All my things are touched in some way by Dave. I can almost see his prints on them. But your prints are on me, and everything has changed, and no shower or bath can make me clean, now.

There is a photo of the two of us at Aphrodite’s Rock in Cyprus. Dave is squinting in the sun, and we are clinging to each other as though afraid that the same foam that gave birth to the goddess of love might jealously snatch one of us away. When I look at photos of the two of us, from holidays when it was just us, I often try to remember who took them. Who Dave waved the camera at with ‘please?’ in his smile. Were they English? German? Greek? What did they look like? Why didn’t we ask their name? Someone we didn’t know pointed the shutter at us, snapped us, shot us. Some stranger created an image of us.

We exist – together – only in someone else’s line of sight.

I spend almost an hour cuddling Bella, while Dave waits upstairs.

I hadn’t really thought about the fact that leaving Dave means leaving Bella. Taking her with me is not an option – I know how
you
feel, or rather don’t feel, about animals – and besides, Dave thinks I’ll be living in Mari’s little one-bedroom flat.

When we adopted Bella, she looked more like a lamb than a puppy.

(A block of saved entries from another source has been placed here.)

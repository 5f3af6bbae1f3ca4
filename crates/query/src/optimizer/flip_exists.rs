//! The flip-exists transform.
//!
//! When an EXISTS subquery's table is far smaller or more selective
//! than the enclosing table, it is cheaper to enumerate the subquery
//! table and check existence of the enclosing rows. Because join output
//! is tree-shaped, that reordering must restructure the AST: the marked
//! condition's subquery becomes the new pipeline root, and each
//! original ancestor becomes a nested EXISTS whose correlation is the
//! inverse of the original. The relocated original root keeps a
//! `was_root` tag carrying its orderBy/limit/start, which are stripped
//! at subquery position and reapplied by the caller atop the recovery
//! operators.
//!
//! Marker search is depth-first with inner markers found before outer
//! ones. Exactly one flip is applied per invocation; callers loop for
//! multi-hop reordering. A marker inside an OR branch, or on a NOT
//! EXISTS condition, is unsupported: the transform skips it and, if
//! nothing else is marked, returns the AST unchanged.

use crate::ast::{Condition, Correlation, ExistsCondition, ExistsOp, QueryAst, RootAttrs};
use alloc::boxed::Box;
use alloc::string::String;
use alloc::vec::Vec;

/// Result of [`flip_exists`].
#[derive(Clone, Debug, PartialEq)]
pub enum FlipOutcome {
    /// No applicable marker; the AST is returned unmodified.
    Unchanged(QueryAst),
    /// One flip was applied.
    Flipped(FlippedQuery),
}

/// A flipped query plus everything the caller needs to recover
/// original-root rows.
#[derive(Clone, Debug, PartialEq)]
pub struct FlippedQuery {
    /// The rewritten AST, rooted at the flipped subquery's table.
    pub ast: QueryAst,
    /// Relationship aliases from the new root down to the tagged
    /// original-root node.
    pub path_to_root: Vec<String>,
    /// Table of the original root.
    pub root_table: String,
    /// The original root's presentation attributes, stripped at
    /// subquery position.
    pub root_attrs: RootAttrs,
}

/// Applies at most one flip to the AST.
pub fn flip_exists(ast: QueryAst) -> FlipOutcome {
    let Some(path) = locate_marker(&ast) else {
        return FlipOutcome::Unchanged(ast);
    };
    debug_log!("flip_exists: applying marker at depth {}", path.len());
    FlipOutcome::Flipped(rebuild(ast, &path))
}

/// Finds the first applicable marker, depth-first, inner before outer.
/// Returns the chain of exists-slot indices from the root down to the
/// marked condition. OR subtrees and NOT EXISTS subqueries are never
/// descended into: reordering there would change query semantics.
fn locate_marker(ast: &QueryAst) -> Option<Vec<usize>> {
    let slots = exists_slots(ast.where_clause.as_ref());
    for (index, exists) in slots.iter().enumerate() {
        if exists.op != ExistsOp::Exists {
            continue;
        }
        if let Some(mut deeper) = locate_marker(&exists.subquery) {
            let mut path = alloc::vec![index];
            path.append(&mut deeper);
            return Some(path);
        }
        if exists.flip {
            return Some(alloc::vec![index]);
        }
    }
    None
}

/// The AND-reachable exists conditions of a WHERE tree, in order.
fn exists_slots(condition: Option<&Condition>) -> Vec<&ExistsCondition> {
    let mut slots = Vec::new();
    if let Some(condition) = condition {
        collect_slots(condition, &mut slots);
    }
    slots
}

fn collect_slots<'a>(condition: &'a Condition, slots: &mut Vec<&'a ExistsCondition>) {
    match condition {
        Condition::Simple(_) | Condition::Or(_) => {}
        Condition::And(children) => {
            for child in children {
                collect_slots(child, slots);
            }
        }
        Condition::Exists(exists) => slots.push(exists),
    }
}

/// Removes the index-th AND-reachable exists condition from the tree,
/// flattening nested ANDs along the way.
fn take_exists(ast: &mut QueryAst, index: usize) -> ExistsCondition {
    let mut flat = Vec::new();
    if let Some(condition) = ast.where_clause.take() {
        flatten(condition, &mut flat);
    }
    let mut seen = 0usize;
    let mut taken = None;
    let mut rest = Vec::new();
    for condition in flat {
        match condition {
            Condition::Exists(exists) if taken.is_none() => {
                if seen == index {
                    taken = Some(exists);
                } else {
                    seen += 1;
                    rest.push(Condition::Exists(exists));
                }
            }
            other => rest.push(other),
        }
    }
    ast.where_clause = match rest.len() {
        0 => None,
        1 => Some(rest.into_iter().next().unwrap()),
        _ => Some(Condition::And(rest)),
    };
    taken.expect("marker path points at a missing exists condition")
}

fn flatten(condition: Condition, out: &mut Vec<Condition>) {
    match condition {
        Condition::And(children) => {
            for child in children {
                flatten(child, out);
            }
        }
        other => out.push(other),
    }
}

fn and_condition(ast: &mut QueryAst, condition: Condition) {
    ast.where_clause = Some(match ast.where_clause.take() {
        None => condition,
        Some(Condition::And(mut children)) => {
            children.push(condition);
            Condition::And(children)
        }
        Some(other) => Condition::And(alloc::vec![other, condition]),
    });
}

/// Rebuilds the AST with the marked condition's subquery as the new
/// root. Each chain node becomes a nested EXISTS of its former child,
/// correlated by the inverse of the original correlation.
fn rebuild(ast: QueryAst, path: &[usize]) -> FlippedQuery {
    // Walk down the chain, detaching each link.
    let mut chain: Vec<(QueryAst, Correlation)> = Vec::new();
    let mut current = ast;
    for &index in path {
        let link = take_exists(&mut current, index);
        chain.push((current, link.correlation));
        current = *link.subquery;
    }

    let (mut nested, mut correlation) = {
        let (mut root, correlation) = chain.remove(0);
        // Presentation attributes are meaningless at subquery position;
        // strip them onto the tag for the caller to reapply.
        let attrs = RootAttrs {
            order_by: root.order_by.take(),
            limit: root.limit.take(),
            start: root.start.take(),
        };
        root.was_root = Some(attrs);
        (root, correlation)
    };
    let root_table = nested.table.clone();
    let root_attrs = nested.was_root.clone().expect("tag just attached");

    let mut path_to_root = alloc::vec![String::from(nested.alias_or_table())];
    for (mut node, next_correlation) in chain {
        path_to_root.push(String::from(node.alias_or_table()));
        and_condition(
            &mut node,
            Condition::Exists(ExistsCondition {
                op: ExistsOp::Exists,
                correlation: correlation.inverted(),
                subquery: Box::new(nested),
                flip: false,
            }),
        );
        nested = node;
        correlation = next_correlation;
    }

    and_condition(
        &mut current,
        Condition::Exists(ExistsCondition {
            op: ExistsOp::Exists,
            correlation: correlation.inverted(),
            subquery: Box::new(nested),
            flip: false,
        }),
    );

    // Collected bottom-up relative to the new root; the path reads from
    // the new root's relationship down to the tagged node.
    path_to_root.reverse();

    FlippedQuery {
        ast: current,
        path_to_root,
        root_table,
        root_attrs,
    }
}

Her fur, which would later grow long and golden, lay in white curls tight against her tubby body.

Taking her home was the only time Dave ever criticised my driving.

He sat in the back seat with her box beside him, one hand resting protectively on top of it, while she scrabbled around inside.

Mostly he spoke to her, in soothing tones: ‘It’s alright, baby’, ‘Soon be home’.

Dave has made his face vacant, that’s the only way I can describe it. He doesn’t really drink, never smoked, but he takes pills, sometimes. I downplay it, don’t think about it, because he downplays it.

The first time I saw him do it, we were getting on a flight. We drove to Nice (hours upon hours of French motorway, wind skimming our hair through the sunroof, listening to Dave’s Genesis and Pink Floyd CDs on rotation) so it must have been Cyprus, I think that was the first time we flew together. To calm his nerves, he said. I was a little spooked but he was blasé about it. ‘It’s not always tranquillisers,’ he said, ‘not often even, mostly painkillers,’ as though this was okay.

Dave put his back out at work. He was a get-stuck-in kind of manager, so even though he didn’t need to lug boxes in the storeroom, that’s exactly what he would do on delivery day, sleeves rolled up and beads of perspiration decorating his face and neck.

Following this injury, when it became obvious neither rest nor physio was really working, he was prescribed strong painkillers. He’d just kept taking them, he said.

They made him numb, and he liked it. As our marriage progressed, it became one of those facts: he had his pills; I was numb anyway.

I remember thinking, and I think it now, how typical it was of Dave. Even his worst habit, the closest thing he had to an addiction, was legal and on prescription. Or at least, it used to be; I don’t know where he gets the stuff from these days. I can’t question him because he just gives me that pointed look that says considering the chemicals Mari and I ingested in our teens, I should keep quiet. Its purpose only to make him even more placid than he is by nature. I suddenly feel angry, and cruel, and pity him, and then I feel more angry at myself for feeling all of those things. It’s time to leave.